Let N be the length of the string, and let W(n) be a set containing the lengths of all words starting at index n in your string. Then:
C(N) = 0
C(n) = min({C(n+1) + 1} union {C(n+i) for i in W(n)})
This can be implemented using dynamic programming by constructing a table of C(n) starting from the end backwards.
If the length of the longest word in your dictionary is L, then the algorithm runs in O(NL) time in the worst case and can be implemented to use O(L) memory if you're careful.
You could use rolling hashes of different lengths to speed up the search.
You can try a partial pattern matcher for example aho-corasick algorithm. Basically it's a special space optimized version of a suffix tree.

Algorithm (or pointer to literature) sought for string processing challenge

A group of amusing students write essays exclusively by plagiarising portions of the complete works of WIlliam Shakespere. At one end of the scale, an essay might exclusively consist a verbatim copy of a soliloquy... at the other, one might see work so novel that - while using a common alphabet - no two adjacent characters in the essay were used adjacently by Will.

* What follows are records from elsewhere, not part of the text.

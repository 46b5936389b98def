use actix_web::middleware::Compress;
use actix_web::{web, App, HttpServer};
use actix_web_prometheus::PrometheusMetricsBuilder;
use serde::{Deserialize, Serialize};
use utoipa::{OpenApi, ToSchema};
use utoipa_swagger_ui::SwaggerUi;

pub mod config;
pub mod form;
pub mod line_items;
pub mod maintenance;
pub mod publisher;
pub mod render;
pub mod session;
pub mod state;

pub use crate::state::AppState;

#[derive(Debug, Serialize, Deserialize, ToSchema)]
pub struct ErrorResponse {
    pub error: String,
    pub message: String,
    pub timestamp: String,
}

impl ErrorResponse {
    pub fn new(error_type: &str, message: &str) -> Self {
        Self {
            error: error_type.to_string(),
            message: message.to_string(),
            timestamp: chrono::Utc::now().to_rfc3339(),
        }
    }

    pub fn not_found(message: &str) -> Self {
        Self::new("NotFound", message)
    }

    pub fn bad_request(message: &str) -> Self {
        Self::new("BadRequest", message)
    }

    pub fn internal_error(message: &str) -> Self {
        Self::new("InternalServerError", message)
    }
}

#[derive(OpenApi)]
#[openapi(
    paths(
        crate::form::handlers::show_form,
        crate::form::handlers::handle_form,
        crate::publisher::handlers::serve_file,
        crate::maintenance::git_update
    ),
    components(
        schemas(
            form::handlers::FormSubmission,
            line_items::LineItem,
            line_items::LineItemDocument,
            ErrorResponse,
        )
    ),
    tags(
        (name = "Form", description = "CSV upload and document render form."),
        (name = "Files", description = "Generated document downloads."),
        (name = "Maintenance", description = "Operator-only template repository refresh.")
    )
)]
pub struct ApiDoc;

/// Registers every route of the application. The git update hook is only mounted
/// when a repository is configured.
pub fn configure_app(cfg: &mut web::ServiceConfig, git_update_enabled: bool) {
    cfg.configure(form::config)
        .configure(publisher::handlers::config);
    if git_update_enabled {
        cfg.configure(maintenance::config);
    }
}

pub async fn run() -> std::io::Result<()> {
    env_logger::Builder::from_env(env_logger::Env::default().default_filter_or("info")).init();

    let config = match config::AppConfig::from_env() {
        Ok(config) => config,
        Err(e) => {
            log::error!("Invalid configuration: {}", e);
            std::process::exit(1);
        }
    };
    let (host, port) = (config.host.clone(), config.port);

    let app_state = match AppState::new(config) {
        Ok(state) => state,
        Err(e) => {
            log::error!("Failed to build HTTP client for the rendering API: {}", e);
            std::process::exit(1);
        }
    };

    app_state.publisher.ensure_output_dir().await?;
    log::info!(
        "Publishing generated files from {}",
        app_state.publisher.output_dir().display()
    );
    if app_state.git_updater.is_some() {
        log::info!("Git update hook enabled at POST /git_update");
    }

    let git_update_enabled = app_state.git_updater.is_some();
    let app_state = web::Data::new(app_state);

    let prometheus = PrometheusMetricsBuilder::new("render_form_server")
        .endpoint("/metrics")
        .build()
        .map_err(|e| std::io::Error::new(std::io::ErrorKind::Other, e.to_string()))?;

    log::info!("Starting server at http://{}:{}", host, port);

    HttpServer::new(move || {
        App::new()
            .wrap(Compress::default())
            .wrap(prometheus.clone())
            .app_data(app_state.clone())
            .configure(|cfg| configure_app(cfg, git_update_enabled))
            .service(
                SwaggerUi::new("/swagger-ui/{_:.*}")
                    .url("/api-doc/openapi.json", ApiDoc::openapi()),
            )
    })
    .bind((host.as_str(), port))?
    .run()
    .await
}
use actix_multipart::Multipart;
use futures_util::StreamExt;
use log::debug;
use std::collections::HashMap;

#[derive(Debug, Clone)]
pub struct UploadedFile {
    /// As sent by the browser; empty when no file was chosen.
    pub filename: String,
    pub content: Vec<u8>,
}

#[derive(Debug, Default)]
pub struct ParsedForm {
    pub fields: HashMap<String, String>,
    pub file: Option<UploadedFile>,
}

impl ParsedForm {
    pub fn field(&self, name: &str) -> Option<&str> {
        self.fields.get(name).map(String::as_str)
    }

    pub fn action(&self) -> Option<&str> {
        self.field("action")
    }
}

#[derive(Debug, thiserror::Error)]
pub enum FormParseError {
    #[error("Multipart field error: {0}")]
    FieldError(String),
    #[error("IO error: {0}")]
    IoError(String),
    #[error("Invalid UTF-8 data in field '{field}': {reason}")]
    Utf8Error { field: String, reason: String },
    #[error("Upload exceeds the limit of {limit} bytes")]
    TooLarge { limit: usize },
}

pub struct MultipartParser;

impl MultipartParser {
    /// Collects the text fields of the form and the optional `file` part.
    ///
    /// The total number of bytes read across all parts is capped at `max_bytes`.
    pub async fn parse_form(
        mut multipart: Multipart,
        max_bytes: usize,
    ) -> Result<ParsedForm, FormParseError> {
        let mut form = ParsedForm::default();
        let mut total = 0usize;

        while let Some(item) = multipart.next().await {
            let mut field = item.map_err(|e| FormParseError::FieldError(e.to_string()))?;
            let content_disposition = field
                .content_disposition()
                .ok_or_else(|| FormParseError::FieldError("Content disposition not found".to_string()))?;
            let name = content_disposition
                .get_name()
                .ok_or_else(|| FormParseError::FieldError("Field name not found".to_string()))?
                .to_string();
            let filename = content_disposition.get_filename().map(str::to_string);

            let mut buffer = Vec::new();
            while let Some(chunk) = field.next().await {
                let data_chunk = chunk.map_err(|e| FormParseError::IoError(e.to_string()))?;
                total += data_chunk.len();
                if total > max_bytes {
                    return Err(FormParseError::TooLarge { limit: max_bytes });
                }
                buffer.extend_from_slice(&data_chunk);
            }

            match (name.as_str(), filename) {
                ("file", Some(filename)) => {
                    debug!("Received file part '{}' ({} bytes)", filename, buffer.len());
                    form.file = Some(UploadedFile {
                        filename,
                        content: buffer,
                    });
                }
                _ => {
                    let value = String::from_utf8(buffer).map_err(|e| FormParseError::Utf8Error {
                        field: name.clone(),
                        reason: e.to_string(),
                    })?;
                    form.fields.insert(name, value);
                }
            }
        }

        Ok(form)
    }
}
pub mod models;
pub mod normalizer;

pub use models::{LineItem, LineItemDocument};
pub use normalizer::{normalize, NormalizeError, REQUIRED_COLUMNS};
//! Per-browser-session cache for the last produced line-item document.
//!
//! The cache is keyed by an opaque session id carried in a cookie. Values are the
//! JSON text shown in the form textarea; reading them for display clears them.

use actix_web::cookie::{Cookie, SameSite};
use actix_web::HttpRequest;
use moka::future::Cache;
use std::time::Duration;
use uuid::Uuid;

pub const SESSION_COOKIE: &str = "render_form_session";

#[derive(Clone)]
pub struct SessionStore {
    documents: Cache<String, String>,
}

impl SessionStore {
    pub fn new(idle_ttl: Duration, max_capacity: u64) -> Self {
        let documents = Cache::builder()
            .time_to_idle(idle_ttl)
            .max_capacity(max_capacity)
            .build();
        Self { documents }
    }

    pub async fn get(&self, session_id: &str) -> Option<String> {
        self.documents.get(session_id).await
    }

    pub async fn set(&self, session_id: &str, document_text: String) {
        self.documents
            .insert(session_id.to_string(), document_text)
            .await;
    }

    /// Returns the cached text and removes it, so it is shown at most once.
    pub async fn take(&self, session_id: &str) -> Option<String> {
        self.documents.remove(session_id).await
    }

    pub async fn clear(&self, session_id: &str) {
        self.documents.invalidate(session_id).await;
    }
}

/// Session id attached to a request, and whether it still has to be sent to the client.
#[derive(Debug, Clone)]
pub struct SessionId {
    pub id: String,
    pub is_new: bool,
}

impl SessionId {
    pub fn from_request(req: &HttpRequest) -> Self {
        match req.cookie(SESSION_COOKIE) {
            Some(cookie) if Uuid::parse_str(cookie.value()).is_ok() => Self {
                id: cookie.value().to_string(),
                is_new: false,
            },
            _ => Self {
                id: Uuid::new_v4().to_string(),
                is_new: true,
            },
        }
    }

    pub fn cookie(&self) -> Cookie<'static> {
        Cookie::build(SESSION_COOKIE, self.id.clone())
            .path("/")
            .http_only(true)
            .same_site(SameSite::Lax)
            .finish()
    }
}

#[cfg(test)]
mod tests {
    use super::*;
    use actix_web::test::TestRequest;

    fn store() -> SessionStore {
        SessionStore::new(Duration::from_secs(60), 100)
    }

    #[tokio::test]
    async fn test_take_returns_value_once() {
        let sessions = store();
        sessions.set("a", "{\"items\": []}".to_string()).await;

        assert_eq!(sessions.take("a").await.as_deref(), Some("{\"items\": []}"));
        assert!(sessions.take("a").await.is_none());
    }

    #[tokio::test]
    async fn test_set_overwrites_previous_document() {
        let sessions = store();
        sessions.set("a", "first".to_string()).await;
        sessions.set("a", "second".to_string()).await;
        assert_eq!(sessions.get("a").await.as_deref(), Some("second"));
    }

    #[tokio::test]
    async fn test_sessions_are_isolated() {
        let sessions = store();
        sessions.set("a", "mine".to_string()).await;
        assert!(sessions.get("b").await.is_none());
        sessions.clear("a").await;
        assert!(sessions.get("a").await.is_none());
    }

    #[test]
    fn test_session_id_reuses_valid_cookie() {
        let existing = Uuid::new_v4().to_string();
        let req = TestRequest::default()
            .cookie(Cookie::new(SESSION_COOKIE, existing.clone()))
            .to_http_request();

        let session = SessionId::from_request(&req);
        assert_eq!(session.id, existing);
        assert!(!session.is_new);
    }

    #[test]
    fn test_session_id_replaces_garbage_cookie() {
        let req = TestRequest::default()
            .cookie(Cookie::new(SESSION_COOKIE, "../../etc"))
            .to_http_request();

        let session = SessionId::from_request(&req);
        assert!(session.is_new);
        assert!(Uuid::parse_str(&session.id).is_ok());
        assert_eq!(session.cookie().name(), SESSION_COOKIE);
    }
}
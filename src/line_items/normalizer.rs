//! CSV to line-item normalization.
//!
//! The uploaded file must carry at least the `qty`, `ItemName`, `itemDescription`
//! and `amt` columns. Text columns are copied verbatim, `amt` is re-rendered with
//! two fraction digits. The first bad amount aborts the whole file.

use log::debug;

use super::models::{LineItem, LineItemDocument};

pub const REQUIRED_COLUMNS: [&str; 4] = ["qty", "ItemName", "itemDescription", "amt"];

const UTF8_BOM: &str = "\u{feff}";

#[derive(Debug, thiserror::Error)]
pub enum NormalizeError {
    #[error("File is not valid UTF-8 text: {0}")]
    Encoding(#[from] std::str::Utf8Error),
    #[error("CSV file must contain the following headers: 'qty', 'ItemName', 'itemDescription', 'amt' (missing: {})", .missing.join(", "))]
    Schema { missing: Vec<String> },
    #[error("Row {row}: could not convert amount '{value}' to a number")]
    AmountFormat { row: usize, value: String },
    #[error("Malformed CSV: {0}")]
    Csv(#[from] csv::Error),
}

struct ColumnIndexes {
    quantity: usize,
    item_name: usize,
    item_description: usize,
    amount: usize,
}

impl ColumnIndexes {
    fn resolve(headers: &csv::StringRecord) -> Result<Self, NormalizeError> {
        let position = |name: &str| headers.iter().position(|header| header == name);

        let missing: Vec<String> = REQUIRED_COLUMNS
            .iter()
            .filter(|column| position(column).is_none())
            .map(|column| column.to_string())
            .collect();

        match (
            position("qty"),
            position("ItemName"),
            position("itemDescription"),
            position("amt"),
        ) {
            (Some(quantity), Some(item_name), Some(item_description), Some(amount)) => Ok(Self {
                quantity,
                item_name,
                item_description,
                amount,
            }),
            _ => Err(NormalizeError::Schema { missing }),
        }
    }
}

/// Parses raw upload bytes into a [`LineItemDocument`].
pub fn normalize(raw: &[u8]) -> Result<LineItemDocument, NormalizeError> {
    let text = std::str::from_utf8(raw)?;
    let text = text.strip_prefix(UTF8_BOM).unwrap_or(text);

    let mut reader = csv::ReaderBuilder::new()
        .has_headers(true)
        .flexible(true)
        .from_reader(text.as_bytes());

    let columns = ColumnIndexes::resolve(reader.headers()?)?;

    let mut items = Vec::new();
    for (index, record) in reader.records().enumerate() {
        let record = record?;
        let row = index + 1;
        let cell = |at: usize| record.get(at).unwrap_or_default().to_string();

        let raw_amount = cell(columns.amount);
        let amount = format_amount(&raw_amount)
            .ok_or_else(|| NormalizeError::AmountFormat { row, value: raw_amount })?;

        items.push(LineItem {
            quantity: cell(columns.quantity),
            item_name: cell(columns.item_name),
            item_description: cell(columns.item_description),
            amount,
        });
    }

    debug!("Normalized {} line items from CSV upload", items.len());
    Ok(LineItemDocument::new(items))
}

/// Renders a decimal string with exactly two fraction digits, or `None` when it is
/// not a finite number.
pub fn format_amount(raw: &str) -> Option<String> {
    let value: f64 = raw.trim().parse().ok()?;
    value.is_finite().then(|| format!("{value:.2}"))
}
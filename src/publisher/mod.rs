//! Persists rendered documents on disk and maps them to `/files/{filename}` URLs.
//!
//! The output directory is a flat namespace. Writing an existing name replaces the
//! previous file; concurrent writers of the same name race with last-writer-wins.

pub mod handlers;

use lazy_static::lazy_static;
use log::{debug, info};
use regex::Regex;
use std::io;
use std::path::{Path, PathBuf};

pub const FILES_ROUTE_PREFIX: &str = "/files";

lazy_static! {
    static ref SAFE_FILENAME: Regex =
        Regex::new(r"^[A-Za-z0-9][A-Za-z0-9._-]{0,254}$").expect("filename pattern is valid");
}

#[derive(Debug, thiserror::Error)]
pub enum PublishError {
    #[error("Invalid output file name '{0}': use letters, digits, '.', '_' or '-' and start with a letter or digit")]
    InvalidFilename(String),
    #[error("File '{0}' not found")]
    NotFound(String),
    #[error("Failed to write '{filename}': {source}")]
    Io {
        filename: String,
        #[source]
        source: io::Error,
    },
}

/// Checks that `name` is a single, plain path component.
pub fn validate_filename(name: &str) -> Result<&str, PublishError> {
    if SAFE_FILENAME.is_match(name) {
        Ok(name)
    } else {
        Err(PublishError::InvalidFilename(name.to_string()))
    }
}

#[derive(Debug, Clone)]
pub struct FilePublisher {
    output_dir: PathBuf,
}

impl FilePublisher {
    pub fn new(output_dir: impl Into<PathBuf>) -> Self {
        Self {
            output_dir: output_dir.into(),
        }
    }

    pub fn output_dir(&self) -> &Path {
        &self.output_dir
    }

    pub async fn ensure_output_dir(&self) -> io::Result<()> {
        tokio::fs::create_dir_all(&self.output_dir).await
    }

    pub fn file_path(&self, filename: &str) -> Result<PathBuf, PublishError> {
        Ok(self.output_dir.join(validate_filename(filename)?))
    }

    /// Writes `content` under `filename` and returns the path the file is served at.
    pub async fn publish(&self, filename: &str, content: &[u8]) -> Result<String, PublishError> {
        let path = self.file_path(filename)?;
        let io_error = |source| PublishError::Io {
            filename: filename.to_string(),
            source,
        };

        self.ensure_output_dir().await.map_err(io_error)?;
        tokio::fs::write(&path, content).await.map_err(io_error)?;

        info!("Published {} ({} bytes)", path.display(), content.len());
        Ok(Self::url_path(filename))
    }

    /// Path of an already published file.
    pub async fn locate(&self, filename: &str) -> Result<PathBuf, PublishError> {
        let path = self
            .file_path(filename)
            .map_err(|_| PublishError::NotFound(filename.to_string()))?;

        match tokio::fs::metadata(&path).await {
            Ok(metadata) if metadata.is_file() => Ok(path),
            _ => {
                debug!("No published file at {}", path.display());
                Err(PublishError::NotFound(filename.to_string()))
            }
        }
    }

    pub fn url_path(filename: &str) -> String {
        format!("{}/{}", FILES_ROUTE_PREFIX, filename)
    }
}

#[cfg(test)]
mod tests {
    use super::*;

    #[test]
    fn test_validate_filename_accepts_plain_names() {
        for name in ["result.pdf", "Quote_2024-01.pdf", "a", "report.v2.final.pdf"] {
            assert!(validate_filename(name).is_ok(), "{name} should be accepted");
        }
    }

    #[test]
    fn test_validate_filename_rejects_paths() {
        for name in [
            "",
            "../secret.pdf",
            "dir/file.pdf",
            "..\\win.pdf",
            ".hidden",
            "/etc/passwd",
            "name with space.pdf",
            "résumé.pdf",
        ] {
            assert!(
                matches!(validate_filename(name), Err(PublishError::InvalidFilename(_))),
                "{name} should be rejected"
            );
        }
    }

    #[test]
    fn test_validate_filename_rejects_overlong_names() {
        let name = format!("{}.pdf", "a".repeat(300));
        assert!(validate_filename(&name).is_err());
    }

    #[test]
    fn test_url_path() {
        assert_eq!(FilePublisher::url_path("result.pdf"), "/files/result.pdf");
    }
}
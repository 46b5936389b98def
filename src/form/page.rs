//! HTML rendering of the upload/submit form.

const FORM_TEMPLATE: &str = include_str!(concat!(env!("CARGO_MANIFEST_DIR"), "/static/form.html"));

#[derive(Debug, Clone, Copy, PartialEq, Eq)]
pub enum FlashCategory {
    Success,
    Danger,
}

impl FlashCategory {
    fn css_class(self) -> &'static str {
        match self {
            Self::Success => "success",
            Self::Danger => "danger",
        }
    }
}

/// A one-shot message shown above the form.
#[derive(Debug, Clone, PartialEq, Eq)]
pub struct FlashMessage {
    pub category: FlashCategory,
    pub text: String,
    pub link: Option<String>,
}

impl FlashMessage {
    pub fn success(text: impl Into<String>) -> Self {
        Self {
            category: FlashCategory::Success,
            text: text.into(),
            link: None,
        }
    }

    pub fn danger(text: impl Into<String>) -> Self {
        Self {
            category: FlashCategory::Danger,
            text: text.into(),
            link: None,
        }
    }

    pub fn with_link(mut self, url: impl Into<String>) -> Self {
        self.link = Some(url.into());
        self
    }

    fn to_html(&self) -> String {
        let text = escape_html(&self.text).replace('\n', "<br>");
        let link = self
            .link
            .as_deref()
            .map(|url| {
                format!(
                    " <a href=\"{}\" target=\"_blank\">Click here to view/download</a>",
                    escape_html(url)
                )
            })
            .unwrap_or_default();
        format!(
            "<div class=\"alert alert-{}\">{}{}</div>",
            self.category.css_class(),
            text,
            link
        )
    }
}

pub fn render_form(json_data: &str, messages: &[FlashMessage]) -> String {
    let messages_html: String = messages.iter().map(FlashMessage::to_html).collect();
    let json_html = escape_html(json_data);
    fill_placeholders(FORM_TEMPLATE, |key| match key {
        "messages" => Some(messages_html.as_str()),
        "json_data" => Some(json_html.as_str()),
        _ => None,
    })
}

/// Single pass over `{{key}}` markers, so substituted text is never re-expanded.
fn fill_placeholders<'a, F>(template: &str, lookup: F) -> String
where
    F: Fn(&str) -> Option<&'a str>,
{
    let mut out = String::with_capacity(template.len());
    let mut rest = template;

    while let Some(start) = rest.find("{{") {
        let Some(len) = rest[start..].find("}}") else {
            break;
        };
        let marker = &rest[start..start + len + 2];
        out.push_str(&rest[..start]);
        match lookup(&marker[2..marker.len() - 2]) {
            Some(value) => out.push_str(value),
            None => out.push_str(marker),
        }
        rest = &rest[start + len + 2..];
    }

    out.push_str(rest);
    out
}

pub fn escape_html(value: &str) -> String {
    let mut escaped = String::with_capacity(value.len());
    for ch in value.chars() {
        match ch {
            '&' => escaped.push_str("&amp;"),
            '<' => escaped.push_str("&lt;"),
            '>' => escaped.push_str("&gt;"),
            '"' => escaped.push_str("&quot;"),
            '\'' => escaped.push_str("&#x27;"),
            _ => escaped.push(ch),
        }
    }
    escaped
}
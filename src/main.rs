#[actix_web::main]
async fn main() -> std::io::Result<()> {
    render_form_server::run().await
}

Essays need to be graded. A score of 1 is assigned to any essay which can be found (character-by-character identical) in the plain-text of the complete works. A score of 2 is assigned to any work that can be successfully constructed from no fewer than two distinct (character-by-character identical) passages in the complete works, and so on... up to the limit - for an essay with N characters - which scores N if, and only if, no two adjacent characters in the essay were also placed adjacently in the complete works.
The challenge is to implement a program which can efficiently (and accurately) score essays. While any (practicable) data-structure to represent the complete works is acceptable - the essays are presented as ASCII strings.
Having considered this teasing question for a while, I came to the conclusion that it is much harder than it sounds. The naive solution, for an essay of length N, involves 2**(N-1) traversals of the complete works - which is far too inefficient to be practical.
While, obviously, I'm interested in suggested solutions - I'd also appreciate pointers to any literature that deals with this, or any similar, problem.
CLARIFICATIONS
Perhaps some examples (ranging over much shorter strings) will help clarify the 'score' for 'essays'?
Assume Shakespere's complete works are abridged to:
"The quick brown fox jumps over the lazy dog."
Essays scoring 1 include "own fox jump" and "The quick brow". The essay "jogging" scores 6 (despite being short) because it can't be represented in fewer than 6 segments of the complete works... It can be segmented into six strings that are all substrings of the complete works as follows: "[j][og][g][i][n][g]". N.B. Establishing scores for this short example is trivial compared to the original problem - because, in this example "complete works" - there is very little repetition.
Hopefully, this example segmentation helps clarify the 2*(N-1) substring searches in the complete works. If we consider the segmentation, the (N-1) gaps between the N characters in the essay may either be a gap between segments, or not... resulting in ~ 2*(N-1) substring searches of the complete works to test each segmentation hypothesis.
An (N)DFA would be a wonderful solution - if it were practical. I can see how to construct something that solved 'substring matching' in this way - but not scoring. The state space for scoring, on the surface, at least, seems wildly too large (for any substantial complete works of Shakespere.) I'd welcome any explanation that undermines my assumptions that the (N)DFA would be too large to be practical to compute/store.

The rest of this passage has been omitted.